── Listed records
//! Utility functions shared across modules.

use chrono::{DateTime, NaiveDate, NaiveDateTime};

use crate::error::ConfigError;

/// Find a key in a collection that matches the target case-insensitively.
///
/// Used to match the `--env` argument against configured environment names.
///
/// # Example
/// ```
/// use schedmon::utils::find_key_ignore_case;
/// let keys = vec!["PROD".to_string(), "qa".to_string()];
/// let found = find_key_ignore_case(keys.iter(), "prod");
/// assert_eq!(found, Some(&"PROD".to_string()));
/// ```
pub fn find_key_ignore_case<'a>(
    keys: impl Iterator<Item = &'a String>,
    name: &str,
) -> Option<&'a String> {
    keys.into_iter().find(|k| k.eq_ignore_ascii_case(name))
}

/// Parse a `--now` override.
///
/// Accepts RFC 3339 (converted to its own wall-clock time, offset dropped),
/// `YYYY-MM-DD HH:MM:SS`, `YYYY-MM-DDTHH:MM:SS` or a bare date (midnight).
pub fn parse_now(s: &str) -> Result<NaiveDateTime, ConfigError> {
    let s = s.trim();

    if let Ok(dt) = DateTime::parse_from_rfc3339(s) {
        return Ok(dt.naive_local());
    }

    for fmt in ["%Y-%m-%d %H:%M:%S", "%Y-%m-%dT%H:%M:%S"] {
        if let Ok(dt) = NaiveDateTime::parse_from_str(s, fmt) {
            return Ok(dt);
        }
    }

    NaiveDate::parse_from_str(s, "%Y-%m-%d")
        .ok()
        .and_then(|d| d.and_hms_opt(0, 0, 0))
        .ok_or_else(|| ConfigError::InvalidNow(s.to_string()))
}

#[cfg(test)]
mod tests {
    use super::*;

    #[test]
    fn test_find_key_exact_match() {
        let keys = vec!["qa".to_string(), "prod".to_string()];
        assert_eq!(find_key_ignore_case(keys.iter(), "qa"), Some(&keys[0]));
    }

    #[test]
    fn test_find_key_case_insensitive() {
        let keys = vec!["QA".to_string(), "Prod".to_string()];
        assert_eq!(find_key_ignore_case(keys.iter(), "qa"), Some(&keys[0]));
        assert_eq!(find_key_ignore_case(keys.iter(), "PROD"), Some(&keys[1]));
    }

    #[test]
    fn test_find_key_not_found() {
        let keys = vec!["qa".to_string(), "prod".to_string()];
        assert_eq!(find_key_ignore_case(keys.iter(), "uat"), None);

        let empty: Vec<String> = vec![];
        assert_eq!(find_key_ignore_case(empty.iter(), "qa"), None);
    }

    #[test]
    fn test_parse_now_formats() {
        let expected =
            NaiveDateTime::parse_from_str("2024-06-15 00:00:00", "%Y-%m-%d %H:%M:%S").unwrap();
        assert_eq!(parse_now("2024-06-15").unwrap(), expected);
        assert_eq!(parse_now("2024-06-15 00:00:00").unwrap(), expected);
        assert_eq!(parse_now("2024-06-15T00:00:00").unwrap(), expected);
        assert_eq!(parse_now("2024-06-15T00:00:00+02:00").unwrap(), expected);
    }

    #[test]
    fn test_parse_now_invalid() {
        assert!(matches!(parse_now("yesterday"), Err(ConfigError::InvalidNow(_))));
        assert!(parse_now("2024-13-01").is_err());
    }
}
//! Interface to the scheduler's status listing command
//!
//! This module locates the listing binary (`autorep` by default), prepares the
//! scheduler environment once per process, and runs the command for one or
//! more job patterns with a timeout and cancellation. Output is returned as
//! raw lines; parsing happens in [`crate::parser`].

use std::path::{Path, PathBuf};
use std::sync::Arc;
use std::time::Duration;

use tokio::process::Command;
use tokio::sync::{OnceCell, Semaphore};
use tokio_util::sync::CancellationToken;

use crate::error::RunnerError;
use crate::models::{EnvironmentConfig, JobPattern, SchedulerConfig};

/// Environment variable naming the scheduler instance
pub const INSTANCE_ENV_VAR: &str = "AUTOSERV";

/// Upper bound for the environment setup step
const SETUP_TIMEOUT: Duration = Duration::from_secs(120);

/// How the scheduler binary path was resolved
#[derive(Debug, Clone, Copy, PartialEq, Eq)]
pub enum PathResolution {
    /// Explicitly configured via config file or environment variable
    Configured,
    /// Auto-detected via PATH
    AutoDetected,
    /// Fell back to /usr/bin and the command was found there
    Fallback,
    /// Fell back to /usr/bin but the command was NOT found (likely misconfigured)
    FallbackUnverified,
}

/// Result of finding the scheduler binary directory
#[derive(Debug, Clone)]
pub struct BinPathResult {
    pub path: PathBuf,
    pub resolution: PathResolution,
}

/// Find the directory containing the scheduler binaries.
///
/// Resolution order:
/// 1. Explicit path from configuration, if it is an existing directory.
/// 2. The directory of `command` found via PATH.
/// 3. `/usr/bin`.
///
/// When a setup command is configured the binary usually only appears on
/// PATH after setup, so an unverified fallback is not fatal here; the
/// command itself reports a spawn error if it really is missing.
pub fn find_scheduler_bin_path(config_path: Option<&Path>, command: &str) -> BinPathResult {
    if let Some(path) = config_path {
        if path.is_dir() {
            return BinPathResult {
                path: path.to_path_buf(),
                resolution: PathResolution::Configured,
            };
        }
        tracing::warn!(
            path = %path.display(),
            "Configured scheduler bin_path is not a valid directory, trying auto-detection"
        );
    }

    if let Ok(found) = which::which(command)
        && let Some(parent) = found.parent()
    {
        return BinPathResult {
            path: parent.to_path_buf(),
            resolution: PathResolution::AutoDetected,
        };
    }

    let fallback_path = PathBuf::from("/usr/bin");
    if fallback_path.join(command).exists() {
        BinPathResult {
            path: fallback_path,
            resolution: PathResolution::Fallback,
        }
    } else {
        tracing::debug!(
            command,
            fallback = %fallback_path.display(),
            "Scheduler command not found in PATH or fallback directory"
        );
        BinPathResult {
            path: fallback_path,
            resolution: PathResolution::FallbackUnverified,
        }
    }
}

/// A scheduler environment session.
///
/// Built once per process from the selected `[environments.NAME]` entry and
/// shared by every command invocation. The optional setup command runs at
/// most once; the variables it leaves behind are applied to every command.
#[derive(Debug)]
pub struct Environment {
    name: String,
    instance: Option<String>,
    server: Option<String>,
    setup_command: Option<String>,
    setup_env: OnceCell<Vec<(String, String)>>,
}

impl Environment {
    pub fn new(name: &str, config: &EnvironmentConfig, default_setup: Option<&str>) -> Self {
        Self {
            name: name.to_string(),
            instance: config.instance.clone(),
            server: config.server.clone(),
            setup_command: config
                .setup_command
                .clone()
                .or_else(|| default_setup.map(str::to_string)),
            setup_env: OnceCell::new(),
        }
    }

    pub fn name(&self) -> &str {
        &self.name
    }

    pub fn instance(&self) -> Option<&str> {
        self.instance.as_deref()
    }

    pub fn server(&self) -> Option<&str> {
        self.server.as_deref()
    }

    /// True once the setup step has completed (or there was none).
    pub fn is_loaded(&self) -> bool {
        self.setup_env.initialized()
    }

    /// Run the setup command if it has not run yet.
    ///
    /// Idempotent: later calls return the cached variables without running
    /// anything. A failed setup is not cached, so a later call retries it.
    pub async fn ensure_loaded(&self) -> Result<&[(String, String)], RunnerError> {
        self.setup_env
            .get_or_try_init(|| async {
                match &self.setup_command {
                    Some(setup) => run_setup(&self.name, setup).await,
                    None => Ok(Vec::new()),
                }
            })
            .await
            .map(Vec::as_slice)
    }

    /// Apply the session's variables to a command.
    fn apply(&self, cmd: &mut Command, setup_env: &[(String, String)]) {
        cmd.envs(setup_env.iter().map(|(k, v)| (k.as_str(), v.as_str())));
        if let Some(instance) = &self.instance {
            cmd.env(INSTANCE_ENV_VAR, instance);
        }
    }
}

/// Run `setup` in a shell and capture the environment it leaves behind.
async fn run_setup(env_name: &str, setup: &str) -> Result<Vec<(String, String)>, RunnerError> {
    tracing::info!(environment = env_name, setup, "Loading scheduler environment");

    let script = format!("{} >/dev/null && env -0", setup);
    let mut cmd = Command::new("sh");
    cmd.arg("-c")
        .arg(&script)
        .stdin(std::process::Stdio::null())
        .kill_on_drop(true);

    let output = match tokio::time::timeout(SETUP_TIMEOUT, cmd.output()).await {
        Err(_) => {
            return Err(RunnerError::SetupFailed(format!(
                "'{}' timed out after {}s",
                setup,
                SETUP_TIMEOUT.as_secs()
            )));
        }
        Ok(Err(e)) => {
            return Err(RunnerError::SetupFailed(format!(
                "could not run '{}': {}",
                setup, e
            )));
        }
        Ok(Ok(output)) => output,
    };

    if !output.status.success() {
        let stderr = String::from_utf8_lossy(&output.stderr);
        return Err(RunnerError::SetupFailed(format!(
            "'{}' exited with {}: {}",
            setup,
            output.status,
            stderr.trim()
        )));
    }

    let vars = parse_env_block(&output.stdout);
    tracing::debug!(environment = env_name, vars = vars.len(), "Scheduler environment loaded");
    Ok(vars)
}

/// Parse NUL-separated `KEY=VALUE` pairs as printed by `env -0`.
fn parse_env_block(raw: &[u8]) -> Vec<(String, String)> {
    raw.split(|&b| b == 0)
        .filter_map(|entry| {
            let entry = String::from_utf8_lossy(entry);
            let (key, value) = entry.split_once('=')?;
            (!key.is_empty()).then(|| (key.to_string(), value.to_string()))
        })
        .collect()
}

/// Output of one invocation, tagged with the pattern argument it ran with.
#[derive(Debug)]
pub struct FetchOutcome {
    pub pattern: String,
    pub result: Result<Vec<String>, RunnerError>,
}

/// Runs the listing command within an [`Environment`].
#[derive(Debug, Clone)]
pub struct SchedulerClient {
    program: PathBuf,
    environment: Arc<Environment>,
    timeout: Duration,
    max_concurrency: usize,
}

impl SchedulerClient {
    pub fn new(program: PathBuf, environment: Arc<Environment>, timeout: Duration) -> Self {
        Self {
            program,
            environment,
            timeout,
            max_concurrency: 1,
        }
    }

    /// Build a client from configuration, resolving the binary directory.
    pub fn from_config(config: &SchedulerConfig, environment: Arc<Environment>) -> Self {
        let bin = find_scheduler_bin_path(config.bin_path.as_deref(), &config.command);
        tracing::debug!(
            path = %bin.path.display(),
            resolution = ?bin.resolution,
            "Resolved scheduler bin path"
        );

        Self::new(
            bin.path.join(&config.command),
            environment,
            Duration::from_secs(config.command_timeout_secs),
        )
        .with_max_concurrency(config.max_concurrency)
    }

    #[must_use]
    pub fn with_max_concurrency(mut self, max: usize) -> Self {
        self.max_concurrency = max.max(1);
        self
    }

    pub fn program(&self) -> &Path {
        &self.program
    }

    pub fn environment(&self) -> &Environment {
        &self.environment
    }

    /// Run the listing command for one pattern argument.
    ///
    /// `history` selects an earlier run (`-r -N`). The child is killed when
    /// the timeout expires or `cancel` fires.
    pub async fn fetch(
        &self,
        pattern: &str,
        history: Option<u32>,
        cancel: &CancellationToken,
    ) -> Result<Vec<String>, RunnerError> {
        let setup_env = self.environment.ensure_loaded().await?;

        let mut cmd = Command::new(&self.program);
        cmd.arg("-J").arg(pattern);
        if let Some(n) = history {
            cmd.arg("-r").arg(format!("-{}", n));
        }
        self.environment.apply(&mut cmd, setup_env);
        cmd.stdin(std::process::Stdio::null())
            .stdout(std::process::Stdio::piped())
            .stderr(std::process::Stdio::piped())
            .kill_on_drop(true);

        tracing::debug!(program = %self.program.display(), pattern, ?history, "Running scheduler command");

        let child = cmd.spawn().map_err(|source| RunnerError::Spawn {
            program: self.program.clone(),
            source,
        })?;

        // Dropping the wait future drops the child, which kills it
        let output = tokio::select! {
            biased;
            _ = cancel.cancelled() => {
                return Err(RunnerError::Cancelled { pattern: pattern.to_string() });
            }
            result = tokio::time::timeout(self.timeout, child.wait_with_output()) => match result {
                Err(_) => {
                    return Err(RunnerError::CommandTimeout {
                        pattern: pattern.to_string(),
                        timeout: self.timeout,
                    });
                }
                Ok(Err(source)) => {
                    return Err(RunnerError::Io { pattern: pattern.to_string(), source });
                }
                Ok(Ok(output)) => output,
            },
        };

        if !output.status.success() {
            return Err(RunnerError::CommandFailed {
                pattern: pattern.to_string(),
                exit_code: output.status.code(),
                stderr: String::from_utf8_lossy(&output.stderr).into_owned(),
            });
        }

        let stdout = String::from_utf8_lossy(&output.stdout);
        Ok(stdout.lines().map(str::to_string).collect())
    }

    /// Fetch every pattern.
    ///
    /// With `combine` the patterns are joined into a single comma-separated
    /// argument and one command runs. Otherwise each pattern runs as its own
    /// command, at most `max_concurrency` at a time. Outcomes come back in
    /// pattern order.
    pub async fn fetch_all(
        &self,
        patterns: &[JobPattern],
        history: Option<u32>,
        combine: bool,
        cancel: &CancellationToken,
    ) -> Vec<FetchOutcome> {
        if patterns.is_empty() {
            return Vec::new();
        }

        if combine {
            let joined = patterns
                .iter()
                .map(|p| p.pattern.as_str())
                .collect::<Vec<_>>()
                .join(",");
            let result = self.fetch(&joined, history, cancel).await;
            return vec![FetchOutcome {
                pattern: joined,
                result,
            }];
        }

        let semaphore = Arc::new(Semaphore::new(self.max_concurrency));
        let handles: Vec<_> = patterns
            .iter()
            .map(|p| {
                let client = self.clone();
                let semaphore = Arc::clone(&semaphore);
                let cancel = cancel.clone();
                let pattern = p.pattern.clone();
                tokio::spawn(async move {
                    let Ok(_permit) = semaphore.acquire_owned().await else {
                        return Err(RunnerError::Cancelled { pattern });
                    };
                    client.fetch(&pattern, history, &cancel).await
                })
            })
            .collect();

        let mut outcomes = Vec::with_capacity(handles.len());
        for (p, handle) in patterns.iter().zip(handles) {
            let result = match handle.await {
                Ok(result) => result,
                Err(e) => Err(RunnerError::Join {
                    pattern: p.pattern.clone(),
                    reason: e.to_string(),
                }),
            };
            outcomes.push(FetchOutcome {
                pattern: p.pattern.clone(),
                result,
            });
        }
        outcomes
    }
}
//! schedmon - scheduler job status metrics
//!
//! Runs the scheduler's listing command for a set of job-name patterns,
//! parses the text report into [`models::JobRecord`]s, classifies their
//! statuses, counts them per rolling time window and publishes the counts to
//! a Prometheus Pushgateway.
//!
//! The pieces are usable on their own:
//! - [`scheduler::SchedulerClient`] runs the command with a load-once
//!   environment, per-command timeouts and cancellation
//! - [`parser::OutputParser`] turns report text into records
//! - [`aggregate::Aggregator`] buckets classified jobs by window and dimension
//! - [`publish::Publisher`] writes batches to any [`publish::MetricsSink`]
//! - [`pipeline::run`] strings them together and reports the outcome

pub mod aggregate;
pub mod display;
pub mod error;
pub mod formatting;
pub mod models;
pub mod parser;
pub mod pipeline;
pub mod publish;
pub mod scheduler;
pub mod utils;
────
Task prompt:
Would you copy every line of the entries in which "FetchOutcome" appears?

Task result:
pub struct FetchOutcome {
    ) -> Vec<FetchOutcome> {
            return vec![FetchOutcome {
            outcomes.push(FetchOutcome {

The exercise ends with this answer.